Common $p$-Belief with Plausibility Measures: Extended Abstract
Eric Pacuit (University of Maryland), Leo Yang (University of Maryland)

TL;DR
This paper extends the agreement theorem from classical probability to plausibility measures, providing new proofs and demonstrating the minimal conditions needed for belief models to satisfy the theorem.
Contribution
It generalizes the Monderer-Samet-Neeman Agreement Theorem to plausibility measures and applies it to various non-classical belief models, establishing minimal conditions for the theorem's validity.
Findings
The theorem is extended to plausibility measures.
New proofs are provided for the classical case.

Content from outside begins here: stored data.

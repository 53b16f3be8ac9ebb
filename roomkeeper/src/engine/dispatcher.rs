//! The event dispatcher: owns the space cache and drives every pass.
//!
//! One task does everything. Each event is handled to completion, including
//! the writes it triggers, before the next one is looked at, so the cache
//! never needs a lock.

use std::time::Duration;

use tokio_util::sync::CancellationToken;
use tracing::{debug, error, info, warn};

use super::events::{Room, RoomEvent, RoomId, Space, SpaceChildRelation};
use super::reconciler::{SpaceDelta, apply_delta, plan_spaces};
use super::rename_planner::{PlannedRename, RenamePermission, plan_rename};
use super::space_cache::{CacheChange, SpaceCache};
use crate::config::RoomkeeperConfig;
use crate::gateway::{Gateway, GatewayError, ROOM_MEMBER_EVENT, member_content};
use crate::strategy::{Profile, Strategy};

/// Pause after a failed poll before trying again.
const POLL_RETRY_DELAY: Duration = Duration::from_secs(5);

#[derive(Debug, Clone, Copy, PartialEq, Eq)]
pub enum DispatcherState {
    /// Building the cache and running the optional initial pass.
    Bootstrapping,
    /// Reacting to live events.
    Listening,
}

/// Which chores the dispatcher performs.
#[derive(Debug, Clone)]
pub struct DispatcherOptions {
    pub rename: bool,
    pub spaces: bool,
    pub poll_timeout: Duration,
}

impl DispatcherOptions {
    pub fn from_config(config: &RoomkeeperConfig) -> Self {
        Self {
            rename: config.run.rename,
            spaces: config.run.spaces,
            poll_timeout: config.poll_timeout(),
        }
    }
}

impl Default for DispatcherOptions {
    fn default() -> Self {
        Self {
            rename: true,
            spaces: true,
            poll_timeout: Duration::from_secs(30),
        }
    }
}

/// Everything a pass wants to write.
#[derive(Debug, Clone, Default, PartialEq, Eq)]
pub struct Plan {
    pub renames: Vec<PlannedRename>,
    pub spaces: SpaceDelta,
}

impl Plan {
    pub fn is_empty(&self) -> bool {
        self.renames.is_empty() && self.spaces.is_empty()
    }

    fn extend(&mut self, other: Plan) {
        self.renames.extend(other.renames);
        self.spaces.extend(other.spaces);
    }
}

/// Counts of what an execution actually did.
#[derive(Debug, Clone, Copy, Default, PartialEq, Eq)]
pub struct ExecutionSummary {
    pub applied: usize,
    pub failed: usize,
}

pub struct Dispatcher<G, S> {
    gateway: G,
    strategy: S,
    cache: SpaceCache,
    options: DispatcherOptions,
    own_user_id: String,
    room_ids: Vec<RoomId>,
    state: DispatcherState,
}

impl<G: Gateway, S: Strategy> Dispatcher<G, S> {
    pub fn new(gateway: G, strategy: S, own_user_id: &str, options: DispatcherOptions) -> Self {
        Self {
            gateway,
            strategy,
            cache: SpaceCache::new(),
            options,
            own_user_id: own_user_id.to_string(),
            room_ids: Vec::new(),
            state: DispatcherState::Bootstrapping,
        }
    }

    pub fn state(&self) -> DispatcherState {
        self.state
    }

    pub fn cache(&self) -> &SpaceCache {
        &self.cache
    }

    pub fn gateway(&self) -> &G {
        &self.gateway
    }

    pub fn gateway_mut(&mut self) -> &mut G {
        &mut self.gateway
    }

    /// Full-state sync followed by the cache build. Any read failure aborts.
    pub async fn bootstrap(&mut self) -> Result<(), GatewayError> {
        let snapshot = self.gateway.full_state_sync().await?;
        info!(rooms = snapshot.rooms.len(), "initial sync complete");
        self.cache = SpaceCache::bootstrap(&mut self.gateway, &snapshot).await?;
        self.room_ids = snapshot.rooms.into_iter().map(|r| r.room_id).collect();
        Ok(())
    }

    /// Plan changes for every joined room.
    ///
    /// A room whose members cannot be fetched is logged and left out; only an
    /// auth failure stops planning.
    pub async fn plan_all(&mut self) -> Result<Plan, GatewayError> {
        let mut plan = Plan::default();
        let room_ids = self.room_ids.clone();

        for room_id in &room_ids {
            let Some(room) = self.gateway.room(room_id) else {
                debug!(%room_id, "room left since sync");
                continue;
            };
            if room.is_space() {
                self.cache.register_space(Space::from(&room));
            }
            match self.plan_room(&room, self.options.rename, self.options.spaces).await {
                Ok(room_plan) => plan.extend(room_plan),
                Err(e) if e.is_fatal() => return Err(e),
                Err(e) => warn!(%room_id, error = %e, "cannot plan room"),
            }
        }

        info!(
            renames = plan.renames.len(),
            space_additions = plan.spaces.additions.len(),
            space_removals = plan.spaces.removals.len(),
            "plan ready"
        );
        Ok(plan)
    }

    /// Plan one room. Members are only fetched when something may change.
    async fn plan_room(&mut self, room: &Room, rename: bool, spaces: bool) -> Result<Plan, GatewayError> {
        let rename = rename && !RenamePermission::of(&self.strategy, &Profile::of_room(room)).is_none();
        let spaces = spaces && !room.is_space();
        if !rename && !spaces {
            debug!(room_id = %room.room_id, room = %room.display_name, "skip");
            return Ok(Plan::default());
        }

        let members = self.gateway.joined_members(&room.room_id).await?;
        let mut plan = Plan::default();
        if rename && let Some(change) = plan_rename(&self.strategy, room, &members) {
            info!(
                room_id = %room.room_id,
                room = %room.display_name,
                from = ?change.old.name,
                to = ?change.new.name,
                "rename planned"
            );
            plan.renames.push(change);
        }
        if spaces {
            plan.spaces = plan_spaces(&self.strategy, room, &members, &self.cache);
        }
        Ok(plan)
    }

    /// Write a plan. Every failure is logged against its room (and space)
    /// and the rest still runs; an auth failure ends the execution.
    pub async fn execute(&mut self, plan: &Plan) -> Result<ExecutionSummary, GatewayError> {
        let mut summary = ExecutionSummary::default();

        for change in &plan.renames {
            let result = self
                .gateway
                .write_room_state(
                    &change.room_id,
                    ROOM_MEMBER_EVENT,
                    &self.own_user_id,
                    member_content(&change.new),
                )
                .await;
            match result {
                Ok(()) => {
                    info!(room_id = %change.room_id, name = ?change.new.name, "renamed");
                    summary.applied += 1;
                }
                Err(e) if e.is_fatal() => return Err(e),
                Err(e) => {
                    error!(room_id = %change.room_id, error = %e, "rename failed");
                    summary.failed += 1;
                }
            }
        }

        let report = apply_delta(&mut self.gateway, &mut self.cache, &plan.spaces).await;
        if let Some(fatal) = report.fatal() {
            return Err(fatal.clone());
        }
        summary.applied += report.applied;
        summary.failed += report.failed.len();
        Ok(summary)
    }

    /// Route one inbound event.
    pub async fn handle_event(&mut self, event: RoomEvent) -> Result<(), GatewayError> {
        debug!(room_id = %event.affected_room(), "event");
        match event {
            RoomEvent::Membership {
                room_id,
                user_id,
                membership,
            } => {
                debug!(%room_id, %user_id, %membership, "membership changed");
                let Some(room) = self.gateway.room(&room_id) else {
                    if self.cache.forget_space(&room_id) {
                        info!(space_id = %room_id, "left space");
                    } else {
                        debug!(%room_id, "not a joined room");
                    }
                    return Ok(());
                };
                if room.is_space() && self.cache.register_space(Space::from(&room)) {
                    info!(space_id = %room_id, name = %room.display_name, "new space");
                }
                self.run_room_pass(&room, self.options.rename, self.options.spaces)
                    .await
            }
            RoomEvent::SpaceChild(relation) => self.handle_space_child(relation).await,
        }
    }

    async fn handle_space_child(&mut self, relation: SpaceChildRelation) -> Result<(), GatewayError> {
        let change = self.cache.apply(&relation);
        if change != CacheChange::Unchanged {
            info!(
                space_id = %relation.space_id,
                room_id = %relation.room_id,
                change = ?change,
                "space membership changed"
            );
        }
        if !self.options.spaces {
            return Ok(());
        }
        let Some(room) = self.gateway.room(&relation.room_id) else {
            debug!(room_id = %relation.room_id, "child is not a joined room");
            return Ok(());
        };
        self.run_room_pass(&room, false, true).await
    }

    async fn run_room_pass(&mut self, room: &Room, rename: bool, spaces: bool) -> Result<(), GatewayError> {
        let plan = match self.plan_room(room, rename, spaces).await {
            Ok(plan) => plan,
            Err(e) if e.is_fatal() => return Err(e),
            Err(e) => {
                warn!(room_id = %room.room_id, error = %e, "cannot plan room");
                return Ok(());
            }
        };
        if plan.is_empty() {
            return Ok(());
        }
        self.execute(&plan).await.map(|_| ())
    }

    /// Poll and dispatch until cancelled or the session dies.
    pub async fn listen(&mut self, cancel: CancellationToken) -> Result<(), GatewayError> {
        self.state = DispatcherState::Listening;
        info!(
            spaces = self.cache.known_spaces().count(),
            "listening for events"
        );

        loop {
            let batch = tokio::select! {
                _ = cancel.cancelled() => break,
                result = self.gateway.poll_events(self.options.poll_timeout) => result,
            };

            let events = match batch {
                Ok(events) => events,
                Err(e) if e.is_fatal() => return Err(e),
                Err(e) => {
                    warn!(error = %e, retry_in = ?POLL_RETRY_DELAY, "poll failed");
                    tokio::select! {
                        _ = cancel.cancelled() => break,
                        _ = tokio::time::sleep(POLL_RETRY_DELAY) => continue,
                    }
                }
            };

            for event in events {
                self.handle_event(event).await?;
            }
        }

        info!("stopped listening");
        Ok(())
    }

    /// Log out and release the gateway.
    pub async fn shutdown(&mut self) {
        if let Err(e) = self.gateway.logout().await {
            warn!(error = %e, "logout failed");
        }
        self.gateway.close().await;
    }
}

The theorem's failure in certain models highlights minimal conditions.
Abstract
Aumann's famous Agreeing to Disagree Theorem states that if a group of agents share a common prior, update their beliefs by Bayesian conditioning based on private information, and have common knowledge of their posterior beliefs regarding some event, these posteriors must be identical. There is an elegant generalization of this theorem by Monderer and Samet, later refined by Neeman: if a group of agents share a common prior, update their beliefs using Bayesian conditioning on private information, and have common p-belief of their posteriors, these posteriors must be close (i.e., they cannot differ by more than 1 - p). Here, common p-belief generalizes the concept of common knowledge to probabilistic beliefs: agents commonly p-believe an event E if everyone believes E to at least degree p, everyone believes to at least degree p that everyone believes E to at least degree p, and so on.…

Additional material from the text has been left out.